**PROBLEM TO WORK ON:** In the listing that follows, count the lines holding the word "policy" and report only that number.

**DATA FOR THIS TASK:**
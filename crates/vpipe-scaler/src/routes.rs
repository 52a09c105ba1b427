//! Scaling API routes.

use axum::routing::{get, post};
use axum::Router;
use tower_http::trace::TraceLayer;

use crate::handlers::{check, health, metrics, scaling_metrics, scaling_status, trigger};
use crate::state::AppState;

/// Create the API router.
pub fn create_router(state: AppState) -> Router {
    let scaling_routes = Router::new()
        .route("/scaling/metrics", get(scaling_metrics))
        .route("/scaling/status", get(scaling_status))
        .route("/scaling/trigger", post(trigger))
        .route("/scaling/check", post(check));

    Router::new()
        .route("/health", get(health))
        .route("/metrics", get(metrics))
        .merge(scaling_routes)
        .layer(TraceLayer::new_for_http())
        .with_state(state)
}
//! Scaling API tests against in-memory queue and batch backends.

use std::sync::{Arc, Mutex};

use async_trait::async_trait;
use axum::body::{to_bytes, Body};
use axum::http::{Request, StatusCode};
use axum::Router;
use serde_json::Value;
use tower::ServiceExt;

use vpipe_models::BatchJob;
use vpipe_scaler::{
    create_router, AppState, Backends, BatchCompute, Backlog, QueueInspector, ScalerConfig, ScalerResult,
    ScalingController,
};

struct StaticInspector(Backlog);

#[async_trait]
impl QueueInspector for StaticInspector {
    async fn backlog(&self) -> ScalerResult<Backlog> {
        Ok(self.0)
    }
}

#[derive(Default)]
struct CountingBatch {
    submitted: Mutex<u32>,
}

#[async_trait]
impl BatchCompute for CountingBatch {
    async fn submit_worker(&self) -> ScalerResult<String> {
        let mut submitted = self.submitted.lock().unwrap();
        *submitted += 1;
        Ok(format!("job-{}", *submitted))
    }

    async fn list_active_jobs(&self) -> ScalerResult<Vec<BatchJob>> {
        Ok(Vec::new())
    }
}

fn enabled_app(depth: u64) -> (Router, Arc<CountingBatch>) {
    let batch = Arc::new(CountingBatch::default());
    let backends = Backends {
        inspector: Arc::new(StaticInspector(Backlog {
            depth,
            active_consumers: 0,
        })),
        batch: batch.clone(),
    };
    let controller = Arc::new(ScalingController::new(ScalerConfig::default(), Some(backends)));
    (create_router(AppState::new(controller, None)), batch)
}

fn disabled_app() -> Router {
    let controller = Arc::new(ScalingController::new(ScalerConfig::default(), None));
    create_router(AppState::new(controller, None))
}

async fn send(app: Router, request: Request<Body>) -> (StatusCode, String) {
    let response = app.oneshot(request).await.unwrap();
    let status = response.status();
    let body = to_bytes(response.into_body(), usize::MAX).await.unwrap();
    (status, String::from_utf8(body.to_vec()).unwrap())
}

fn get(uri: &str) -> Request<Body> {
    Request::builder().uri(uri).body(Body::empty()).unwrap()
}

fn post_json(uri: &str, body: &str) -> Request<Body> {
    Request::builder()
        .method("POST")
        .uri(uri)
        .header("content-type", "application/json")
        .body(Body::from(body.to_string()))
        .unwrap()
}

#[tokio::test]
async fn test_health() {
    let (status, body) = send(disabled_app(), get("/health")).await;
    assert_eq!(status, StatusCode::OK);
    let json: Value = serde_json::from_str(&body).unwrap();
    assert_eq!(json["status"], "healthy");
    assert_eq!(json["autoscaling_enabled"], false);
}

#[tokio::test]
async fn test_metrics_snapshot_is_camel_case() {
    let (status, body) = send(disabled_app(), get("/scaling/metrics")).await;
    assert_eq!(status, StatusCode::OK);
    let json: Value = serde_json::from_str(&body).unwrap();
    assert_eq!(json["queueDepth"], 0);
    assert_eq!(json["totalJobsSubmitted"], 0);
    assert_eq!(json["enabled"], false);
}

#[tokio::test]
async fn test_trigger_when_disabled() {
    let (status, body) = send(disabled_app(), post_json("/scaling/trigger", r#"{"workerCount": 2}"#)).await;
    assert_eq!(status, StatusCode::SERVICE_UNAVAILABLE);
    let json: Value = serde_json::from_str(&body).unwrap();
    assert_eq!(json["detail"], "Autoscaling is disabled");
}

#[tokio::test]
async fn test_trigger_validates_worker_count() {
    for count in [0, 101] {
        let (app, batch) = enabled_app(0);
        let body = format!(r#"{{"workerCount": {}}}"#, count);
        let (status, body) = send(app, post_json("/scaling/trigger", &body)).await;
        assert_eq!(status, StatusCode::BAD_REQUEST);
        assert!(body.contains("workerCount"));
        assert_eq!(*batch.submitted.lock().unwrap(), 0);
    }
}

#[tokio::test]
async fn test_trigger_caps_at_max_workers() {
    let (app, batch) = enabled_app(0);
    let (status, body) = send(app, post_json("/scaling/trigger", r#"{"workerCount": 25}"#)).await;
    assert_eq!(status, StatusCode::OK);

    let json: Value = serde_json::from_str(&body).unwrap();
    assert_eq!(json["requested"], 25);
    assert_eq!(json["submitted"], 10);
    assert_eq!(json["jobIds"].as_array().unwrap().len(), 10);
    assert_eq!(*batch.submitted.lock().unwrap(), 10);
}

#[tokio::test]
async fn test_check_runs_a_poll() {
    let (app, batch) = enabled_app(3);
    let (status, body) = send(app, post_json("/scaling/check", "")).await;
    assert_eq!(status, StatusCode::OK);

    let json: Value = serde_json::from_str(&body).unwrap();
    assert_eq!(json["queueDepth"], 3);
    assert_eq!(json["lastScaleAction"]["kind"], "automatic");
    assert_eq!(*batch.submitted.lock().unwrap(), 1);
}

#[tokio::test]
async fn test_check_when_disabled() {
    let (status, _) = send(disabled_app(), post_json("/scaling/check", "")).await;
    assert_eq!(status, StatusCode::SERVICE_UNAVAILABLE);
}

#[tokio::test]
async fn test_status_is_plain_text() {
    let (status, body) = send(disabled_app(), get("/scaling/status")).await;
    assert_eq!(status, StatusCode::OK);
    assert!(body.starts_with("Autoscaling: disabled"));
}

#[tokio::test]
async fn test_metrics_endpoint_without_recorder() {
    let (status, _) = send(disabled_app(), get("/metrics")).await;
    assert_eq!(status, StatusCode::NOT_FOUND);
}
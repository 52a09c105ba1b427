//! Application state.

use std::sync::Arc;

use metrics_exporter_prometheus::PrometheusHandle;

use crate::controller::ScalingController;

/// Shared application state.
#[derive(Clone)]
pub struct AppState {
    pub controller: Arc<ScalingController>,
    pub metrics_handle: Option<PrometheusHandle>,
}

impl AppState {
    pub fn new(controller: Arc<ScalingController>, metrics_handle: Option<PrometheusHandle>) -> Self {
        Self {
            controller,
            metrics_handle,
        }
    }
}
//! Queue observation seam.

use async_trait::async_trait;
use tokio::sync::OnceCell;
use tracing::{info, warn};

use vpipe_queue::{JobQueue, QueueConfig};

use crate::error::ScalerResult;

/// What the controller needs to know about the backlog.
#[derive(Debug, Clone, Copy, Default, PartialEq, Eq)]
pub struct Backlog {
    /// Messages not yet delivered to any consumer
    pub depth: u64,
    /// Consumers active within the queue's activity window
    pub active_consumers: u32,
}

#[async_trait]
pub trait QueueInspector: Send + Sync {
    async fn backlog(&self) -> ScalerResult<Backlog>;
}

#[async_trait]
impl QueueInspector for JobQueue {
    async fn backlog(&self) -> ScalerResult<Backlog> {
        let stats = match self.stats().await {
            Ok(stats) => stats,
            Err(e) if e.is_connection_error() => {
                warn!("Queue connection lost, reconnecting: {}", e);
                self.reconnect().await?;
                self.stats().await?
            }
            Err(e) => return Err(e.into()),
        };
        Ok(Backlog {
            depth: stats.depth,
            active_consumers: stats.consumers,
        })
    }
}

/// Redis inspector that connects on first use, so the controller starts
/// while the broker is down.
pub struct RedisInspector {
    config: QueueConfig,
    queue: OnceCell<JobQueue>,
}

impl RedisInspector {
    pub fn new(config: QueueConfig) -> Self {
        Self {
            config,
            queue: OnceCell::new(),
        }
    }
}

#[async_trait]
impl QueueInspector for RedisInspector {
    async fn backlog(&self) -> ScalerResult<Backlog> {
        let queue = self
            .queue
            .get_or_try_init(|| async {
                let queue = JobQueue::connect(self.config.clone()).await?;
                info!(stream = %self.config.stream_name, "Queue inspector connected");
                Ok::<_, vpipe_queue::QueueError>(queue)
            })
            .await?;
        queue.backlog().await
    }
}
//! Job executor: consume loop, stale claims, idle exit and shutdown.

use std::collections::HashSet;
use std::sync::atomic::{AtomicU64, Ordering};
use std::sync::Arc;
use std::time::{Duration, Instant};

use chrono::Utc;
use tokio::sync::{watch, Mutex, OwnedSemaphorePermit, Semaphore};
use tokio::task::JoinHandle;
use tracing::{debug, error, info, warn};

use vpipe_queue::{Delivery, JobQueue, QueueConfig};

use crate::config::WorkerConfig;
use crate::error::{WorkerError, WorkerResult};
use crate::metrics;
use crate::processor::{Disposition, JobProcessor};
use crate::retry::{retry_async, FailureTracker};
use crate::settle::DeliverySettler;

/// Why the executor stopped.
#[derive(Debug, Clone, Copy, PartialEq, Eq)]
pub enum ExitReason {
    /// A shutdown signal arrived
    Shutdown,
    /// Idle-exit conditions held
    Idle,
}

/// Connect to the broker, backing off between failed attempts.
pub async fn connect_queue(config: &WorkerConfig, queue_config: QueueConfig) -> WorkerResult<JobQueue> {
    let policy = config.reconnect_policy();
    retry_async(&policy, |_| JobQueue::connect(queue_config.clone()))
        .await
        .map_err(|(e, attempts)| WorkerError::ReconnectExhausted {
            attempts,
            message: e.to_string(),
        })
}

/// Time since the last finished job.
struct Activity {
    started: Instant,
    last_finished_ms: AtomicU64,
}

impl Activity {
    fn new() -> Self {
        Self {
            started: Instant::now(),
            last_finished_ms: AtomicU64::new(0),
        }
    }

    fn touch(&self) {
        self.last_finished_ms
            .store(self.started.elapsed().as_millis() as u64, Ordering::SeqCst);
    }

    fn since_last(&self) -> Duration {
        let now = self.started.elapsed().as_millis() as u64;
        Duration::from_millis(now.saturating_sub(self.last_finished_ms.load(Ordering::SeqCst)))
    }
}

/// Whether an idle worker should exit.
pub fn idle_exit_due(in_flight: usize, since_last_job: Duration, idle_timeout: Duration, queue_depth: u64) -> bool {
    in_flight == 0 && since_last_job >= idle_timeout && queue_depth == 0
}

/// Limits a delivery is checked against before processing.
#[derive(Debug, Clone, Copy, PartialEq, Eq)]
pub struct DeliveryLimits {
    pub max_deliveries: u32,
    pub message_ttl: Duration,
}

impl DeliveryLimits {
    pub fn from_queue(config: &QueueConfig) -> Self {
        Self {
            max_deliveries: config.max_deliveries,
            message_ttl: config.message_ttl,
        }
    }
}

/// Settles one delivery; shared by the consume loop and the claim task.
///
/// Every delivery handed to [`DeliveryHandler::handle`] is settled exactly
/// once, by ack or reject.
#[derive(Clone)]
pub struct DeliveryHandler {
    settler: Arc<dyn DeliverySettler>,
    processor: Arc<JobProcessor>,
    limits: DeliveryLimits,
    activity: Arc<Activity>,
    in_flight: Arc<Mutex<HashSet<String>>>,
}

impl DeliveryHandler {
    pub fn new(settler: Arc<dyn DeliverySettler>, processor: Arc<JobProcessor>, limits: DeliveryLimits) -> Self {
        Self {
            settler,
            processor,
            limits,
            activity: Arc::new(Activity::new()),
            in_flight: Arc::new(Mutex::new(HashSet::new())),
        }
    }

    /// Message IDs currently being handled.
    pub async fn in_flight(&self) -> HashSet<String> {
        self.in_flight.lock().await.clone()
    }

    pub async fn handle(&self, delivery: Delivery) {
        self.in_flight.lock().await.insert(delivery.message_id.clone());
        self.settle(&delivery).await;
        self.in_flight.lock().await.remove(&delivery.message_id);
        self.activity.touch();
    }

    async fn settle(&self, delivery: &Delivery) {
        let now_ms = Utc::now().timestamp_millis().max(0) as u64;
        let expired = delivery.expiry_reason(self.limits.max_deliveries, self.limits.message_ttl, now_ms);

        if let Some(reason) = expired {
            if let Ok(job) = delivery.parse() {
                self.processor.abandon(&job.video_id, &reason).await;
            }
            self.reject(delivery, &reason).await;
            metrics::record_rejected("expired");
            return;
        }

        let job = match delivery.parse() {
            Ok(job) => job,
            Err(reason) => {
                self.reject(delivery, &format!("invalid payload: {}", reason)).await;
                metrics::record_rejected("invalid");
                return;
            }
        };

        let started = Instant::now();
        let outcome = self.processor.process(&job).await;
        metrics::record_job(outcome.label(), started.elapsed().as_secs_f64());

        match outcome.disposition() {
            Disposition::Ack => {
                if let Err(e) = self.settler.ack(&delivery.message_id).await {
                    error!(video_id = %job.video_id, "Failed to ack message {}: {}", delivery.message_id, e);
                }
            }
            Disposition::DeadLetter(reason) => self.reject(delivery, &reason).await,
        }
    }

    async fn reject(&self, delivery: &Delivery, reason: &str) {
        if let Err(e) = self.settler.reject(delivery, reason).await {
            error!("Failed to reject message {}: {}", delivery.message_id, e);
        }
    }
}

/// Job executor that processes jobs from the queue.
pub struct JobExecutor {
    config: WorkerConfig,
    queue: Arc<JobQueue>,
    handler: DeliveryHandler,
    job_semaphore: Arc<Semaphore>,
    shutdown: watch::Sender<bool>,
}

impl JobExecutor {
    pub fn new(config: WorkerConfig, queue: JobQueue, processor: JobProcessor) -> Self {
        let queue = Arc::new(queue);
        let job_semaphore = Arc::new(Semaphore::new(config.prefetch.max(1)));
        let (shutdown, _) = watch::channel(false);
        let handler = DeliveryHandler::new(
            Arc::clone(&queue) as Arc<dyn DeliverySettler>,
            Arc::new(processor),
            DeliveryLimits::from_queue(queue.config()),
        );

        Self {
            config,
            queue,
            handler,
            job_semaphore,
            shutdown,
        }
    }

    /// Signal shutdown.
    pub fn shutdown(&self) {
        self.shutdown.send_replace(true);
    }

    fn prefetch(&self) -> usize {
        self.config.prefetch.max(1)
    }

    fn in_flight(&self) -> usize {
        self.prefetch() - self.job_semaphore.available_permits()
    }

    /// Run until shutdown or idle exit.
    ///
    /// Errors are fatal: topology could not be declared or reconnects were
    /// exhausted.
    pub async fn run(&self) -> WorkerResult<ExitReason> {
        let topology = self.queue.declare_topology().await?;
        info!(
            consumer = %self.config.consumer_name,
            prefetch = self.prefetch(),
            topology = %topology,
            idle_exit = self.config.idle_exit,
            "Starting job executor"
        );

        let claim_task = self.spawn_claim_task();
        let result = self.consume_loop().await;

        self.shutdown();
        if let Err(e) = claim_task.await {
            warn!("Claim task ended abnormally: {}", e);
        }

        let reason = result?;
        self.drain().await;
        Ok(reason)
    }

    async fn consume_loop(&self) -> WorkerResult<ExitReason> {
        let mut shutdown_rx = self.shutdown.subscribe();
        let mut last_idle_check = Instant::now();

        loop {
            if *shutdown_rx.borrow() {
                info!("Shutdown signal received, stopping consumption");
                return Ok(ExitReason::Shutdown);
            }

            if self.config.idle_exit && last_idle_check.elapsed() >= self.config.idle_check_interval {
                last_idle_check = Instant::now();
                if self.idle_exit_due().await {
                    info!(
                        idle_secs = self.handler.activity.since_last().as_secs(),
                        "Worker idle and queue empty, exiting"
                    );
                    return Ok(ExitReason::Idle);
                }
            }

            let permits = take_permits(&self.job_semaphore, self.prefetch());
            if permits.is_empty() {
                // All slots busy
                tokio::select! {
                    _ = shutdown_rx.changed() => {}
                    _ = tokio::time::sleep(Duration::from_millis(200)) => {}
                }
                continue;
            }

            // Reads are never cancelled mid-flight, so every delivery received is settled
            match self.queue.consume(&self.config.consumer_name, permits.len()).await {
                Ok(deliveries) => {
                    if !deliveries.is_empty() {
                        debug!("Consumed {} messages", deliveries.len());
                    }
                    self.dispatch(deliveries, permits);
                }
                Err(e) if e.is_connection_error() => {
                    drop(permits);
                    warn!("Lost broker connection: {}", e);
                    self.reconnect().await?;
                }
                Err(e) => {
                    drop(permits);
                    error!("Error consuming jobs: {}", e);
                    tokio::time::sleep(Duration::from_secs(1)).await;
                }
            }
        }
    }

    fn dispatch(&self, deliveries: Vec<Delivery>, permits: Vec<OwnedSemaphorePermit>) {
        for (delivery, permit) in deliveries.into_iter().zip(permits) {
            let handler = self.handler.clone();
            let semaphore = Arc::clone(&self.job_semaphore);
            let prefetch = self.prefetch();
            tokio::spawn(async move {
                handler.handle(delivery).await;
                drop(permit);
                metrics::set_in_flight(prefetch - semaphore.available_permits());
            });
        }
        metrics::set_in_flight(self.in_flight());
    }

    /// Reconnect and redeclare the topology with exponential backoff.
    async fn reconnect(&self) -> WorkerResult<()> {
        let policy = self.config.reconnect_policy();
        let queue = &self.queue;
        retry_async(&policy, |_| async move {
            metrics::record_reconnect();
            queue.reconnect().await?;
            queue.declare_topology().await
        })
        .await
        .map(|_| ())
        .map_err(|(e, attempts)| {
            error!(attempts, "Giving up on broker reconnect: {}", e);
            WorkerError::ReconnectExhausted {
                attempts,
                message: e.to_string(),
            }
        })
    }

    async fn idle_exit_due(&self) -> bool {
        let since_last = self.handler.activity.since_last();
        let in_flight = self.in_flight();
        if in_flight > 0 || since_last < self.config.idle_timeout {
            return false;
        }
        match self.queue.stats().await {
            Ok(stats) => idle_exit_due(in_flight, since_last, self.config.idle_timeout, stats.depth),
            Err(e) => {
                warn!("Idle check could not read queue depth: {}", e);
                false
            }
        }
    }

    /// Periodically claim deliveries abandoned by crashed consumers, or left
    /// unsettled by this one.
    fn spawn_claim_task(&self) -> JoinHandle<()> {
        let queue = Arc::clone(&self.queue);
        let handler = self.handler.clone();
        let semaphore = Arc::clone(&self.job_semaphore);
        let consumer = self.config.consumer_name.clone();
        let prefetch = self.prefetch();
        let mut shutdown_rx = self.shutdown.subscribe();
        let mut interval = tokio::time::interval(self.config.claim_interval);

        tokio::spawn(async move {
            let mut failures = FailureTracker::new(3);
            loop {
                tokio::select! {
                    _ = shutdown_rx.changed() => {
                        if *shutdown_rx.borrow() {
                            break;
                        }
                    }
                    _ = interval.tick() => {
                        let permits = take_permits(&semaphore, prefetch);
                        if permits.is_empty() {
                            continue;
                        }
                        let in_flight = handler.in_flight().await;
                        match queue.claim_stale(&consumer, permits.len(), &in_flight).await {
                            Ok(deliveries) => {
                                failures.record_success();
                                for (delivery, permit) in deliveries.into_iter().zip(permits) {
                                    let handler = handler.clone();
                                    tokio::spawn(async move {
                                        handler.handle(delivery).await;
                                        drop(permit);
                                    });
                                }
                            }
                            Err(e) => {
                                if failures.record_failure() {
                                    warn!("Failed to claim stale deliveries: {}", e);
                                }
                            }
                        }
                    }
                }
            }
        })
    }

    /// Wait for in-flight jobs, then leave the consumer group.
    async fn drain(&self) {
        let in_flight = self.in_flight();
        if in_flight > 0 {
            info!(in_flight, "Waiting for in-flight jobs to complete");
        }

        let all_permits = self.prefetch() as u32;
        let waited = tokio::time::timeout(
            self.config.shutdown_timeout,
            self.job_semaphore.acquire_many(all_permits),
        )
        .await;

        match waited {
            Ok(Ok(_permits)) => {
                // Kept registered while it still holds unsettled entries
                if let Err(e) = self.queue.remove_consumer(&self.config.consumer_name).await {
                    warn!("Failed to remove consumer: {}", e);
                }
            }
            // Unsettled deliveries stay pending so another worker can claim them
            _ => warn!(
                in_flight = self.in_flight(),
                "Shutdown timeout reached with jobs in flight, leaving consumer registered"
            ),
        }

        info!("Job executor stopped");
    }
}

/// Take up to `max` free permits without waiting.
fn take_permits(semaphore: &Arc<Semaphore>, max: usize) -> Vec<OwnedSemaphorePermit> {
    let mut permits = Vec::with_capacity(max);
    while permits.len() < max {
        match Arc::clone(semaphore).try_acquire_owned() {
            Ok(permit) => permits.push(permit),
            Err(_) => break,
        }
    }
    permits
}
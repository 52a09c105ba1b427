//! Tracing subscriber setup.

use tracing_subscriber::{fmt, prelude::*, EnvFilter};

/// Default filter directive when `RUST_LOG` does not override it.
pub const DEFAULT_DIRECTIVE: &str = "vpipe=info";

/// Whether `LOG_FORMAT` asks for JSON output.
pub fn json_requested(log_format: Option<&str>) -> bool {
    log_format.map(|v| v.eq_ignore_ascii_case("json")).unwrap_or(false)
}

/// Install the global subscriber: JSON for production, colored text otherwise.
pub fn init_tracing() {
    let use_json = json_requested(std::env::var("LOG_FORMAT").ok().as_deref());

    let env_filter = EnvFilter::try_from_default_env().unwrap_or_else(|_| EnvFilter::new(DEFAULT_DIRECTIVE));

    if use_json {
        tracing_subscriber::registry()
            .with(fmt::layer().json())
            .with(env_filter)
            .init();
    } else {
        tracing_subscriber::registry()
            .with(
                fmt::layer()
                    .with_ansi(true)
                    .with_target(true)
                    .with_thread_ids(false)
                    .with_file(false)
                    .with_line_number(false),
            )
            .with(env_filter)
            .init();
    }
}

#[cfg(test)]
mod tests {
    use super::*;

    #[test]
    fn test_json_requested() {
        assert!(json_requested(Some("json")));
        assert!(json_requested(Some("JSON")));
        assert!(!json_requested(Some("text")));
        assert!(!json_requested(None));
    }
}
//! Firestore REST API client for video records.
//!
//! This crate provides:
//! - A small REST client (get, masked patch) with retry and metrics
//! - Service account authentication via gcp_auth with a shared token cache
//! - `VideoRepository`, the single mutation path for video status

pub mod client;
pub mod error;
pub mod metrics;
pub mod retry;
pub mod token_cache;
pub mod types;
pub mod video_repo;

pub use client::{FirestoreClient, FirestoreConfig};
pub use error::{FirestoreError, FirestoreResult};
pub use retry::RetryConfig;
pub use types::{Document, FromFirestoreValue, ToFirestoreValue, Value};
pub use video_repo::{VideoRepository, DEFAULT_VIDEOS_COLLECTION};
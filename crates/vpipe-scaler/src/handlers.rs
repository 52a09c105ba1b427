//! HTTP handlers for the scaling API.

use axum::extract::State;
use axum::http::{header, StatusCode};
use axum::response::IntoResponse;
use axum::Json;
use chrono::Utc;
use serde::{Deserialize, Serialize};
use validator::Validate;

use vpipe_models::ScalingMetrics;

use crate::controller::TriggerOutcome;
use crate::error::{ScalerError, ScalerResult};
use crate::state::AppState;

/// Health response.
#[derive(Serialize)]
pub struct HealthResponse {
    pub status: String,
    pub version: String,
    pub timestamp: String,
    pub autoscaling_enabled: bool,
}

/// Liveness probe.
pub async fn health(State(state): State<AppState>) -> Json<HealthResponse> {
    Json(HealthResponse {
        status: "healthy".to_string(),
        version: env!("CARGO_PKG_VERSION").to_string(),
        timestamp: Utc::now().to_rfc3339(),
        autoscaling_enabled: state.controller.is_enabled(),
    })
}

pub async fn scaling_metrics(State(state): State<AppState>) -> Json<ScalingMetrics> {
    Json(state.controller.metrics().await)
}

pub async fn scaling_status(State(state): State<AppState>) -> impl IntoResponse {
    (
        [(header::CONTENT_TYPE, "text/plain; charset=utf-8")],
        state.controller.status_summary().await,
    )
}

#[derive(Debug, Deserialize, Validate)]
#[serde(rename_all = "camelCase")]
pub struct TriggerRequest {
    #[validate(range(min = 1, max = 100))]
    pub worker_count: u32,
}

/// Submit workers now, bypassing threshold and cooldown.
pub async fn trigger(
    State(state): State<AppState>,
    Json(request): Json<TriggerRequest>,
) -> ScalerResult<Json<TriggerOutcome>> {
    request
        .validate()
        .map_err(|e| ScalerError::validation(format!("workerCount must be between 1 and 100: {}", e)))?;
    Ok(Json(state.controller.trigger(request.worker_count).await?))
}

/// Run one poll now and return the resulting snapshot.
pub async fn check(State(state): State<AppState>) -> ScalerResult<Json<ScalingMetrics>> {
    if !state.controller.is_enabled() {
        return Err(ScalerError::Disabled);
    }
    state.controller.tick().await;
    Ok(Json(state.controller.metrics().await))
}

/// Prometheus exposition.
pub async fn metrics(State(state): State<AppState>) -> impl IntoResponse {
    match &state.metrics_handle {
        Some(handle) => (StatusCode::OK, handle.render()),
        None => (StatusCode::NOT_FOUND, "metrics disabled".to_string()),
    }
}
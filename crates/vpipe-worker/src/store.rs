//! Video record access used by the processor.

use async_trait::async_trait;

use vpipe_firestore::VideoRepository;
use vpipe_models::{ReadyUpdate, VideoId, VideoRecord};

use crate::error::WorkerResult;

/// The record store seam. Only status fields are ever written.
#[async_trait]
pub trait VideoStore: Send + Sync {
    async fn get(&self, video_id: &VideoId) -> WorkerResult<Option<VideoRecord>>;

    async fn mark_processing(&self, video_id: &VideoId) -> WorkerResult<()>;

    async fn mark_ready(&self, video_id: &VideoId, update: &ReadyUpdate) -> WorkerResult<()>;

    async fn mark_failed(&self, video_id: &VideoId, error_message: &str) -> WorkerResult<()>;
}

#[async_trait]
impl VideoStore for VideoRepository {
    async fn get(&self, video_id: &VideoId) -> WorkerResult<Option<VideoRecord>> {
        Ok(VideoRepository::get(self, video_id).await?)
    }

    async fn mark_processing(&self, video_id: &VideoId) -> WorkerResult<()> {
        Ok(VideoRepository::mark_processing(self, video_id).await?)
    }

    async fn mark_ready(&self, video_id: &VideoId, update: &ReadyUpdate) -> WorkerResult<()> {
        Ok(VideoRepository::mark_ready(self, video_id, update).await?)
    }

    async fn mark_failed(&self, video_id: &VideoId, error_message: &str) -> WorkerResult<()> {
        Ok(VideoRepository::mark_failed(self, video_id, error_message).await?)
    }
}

**RESPONSE BOX:** 4